Ülkemizde uzun yıllar boyunca iyotlu sofra tuzu kullanıldıktan sonra yeni yeni adından söz edilmeye başlanan kaya tuzu, içerisinde doğada serbest halde bulunan 84 mineralin “tamamını” içeren ve bu nedenle lezzetten de öte insan sağlığı için gereksinim niteliğinde olan bir tuz türüdür. Herhangi bir katkı maddesi içermeyen ve işlenmesine gerek olmadan kullanılan kaya tuzu, tamamen doğal yapıya sahip olduğu için dünyanın birçok yerinde araştırma yapan bilimadamları tarafından da tavsiye edilmektedir. Demir, Magnezyum, Kalsiyum ve Potasyum gibi insan vücudunun temel yapı taşlarını oluşturan mineraller açısından da son derece zengin olan kaya tuzunun gerçek anlamda bir sağlık dostu olduğu söylenebilir.

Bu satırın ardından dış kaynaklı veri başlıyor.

#[derive(Debug, Clone, PartialEq)]
pub enum SelectOutcome {
    Selected {
        suggestion: Suggestion,
        value: String,
        /// The input value differs from the one before selection.
        value_changed: bool,
        /// The same suggestion was already selected.
        reselected: bool,
    },
    Nothing,
}

pub struct Session {
    id: String,
    options: SessionOptions,
    suggestion_type: SuggestionType,
    bounds: Bounds,
    constraints: Constraints,
    ids: IdGenerator,
    classes: Classes,
    highlighter: HighlightProcessor,
    transport: Arc<dyn SuggestionTransport>,
    cache: SuggestionsCache,
    metrics: Metrics,
    current_value: String,
    suggestions: Vec<Suggestion>,
    selected_index: Option<usize>,
    selection: Option<Suggestion>,
    visible: bool,
    format_result: Option<FormatResultFn>,
    format_selected: Option<FormatSelectedFn>,
}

Örneğin, kan kaybeden bir insana su vermezler, Damardan Tuzlu su (serum izotonik) verirler, bu serum 1000 gramında 9 gram tuz içeren bir çözeltidir. Kanımızda belirli oranda tuz bulunması aldığımız besinlerin emilimi ve hücrelere taşınması için gereklidir. Bu nedenle her gün belirli miktarda tuz tüketmek zorundayız.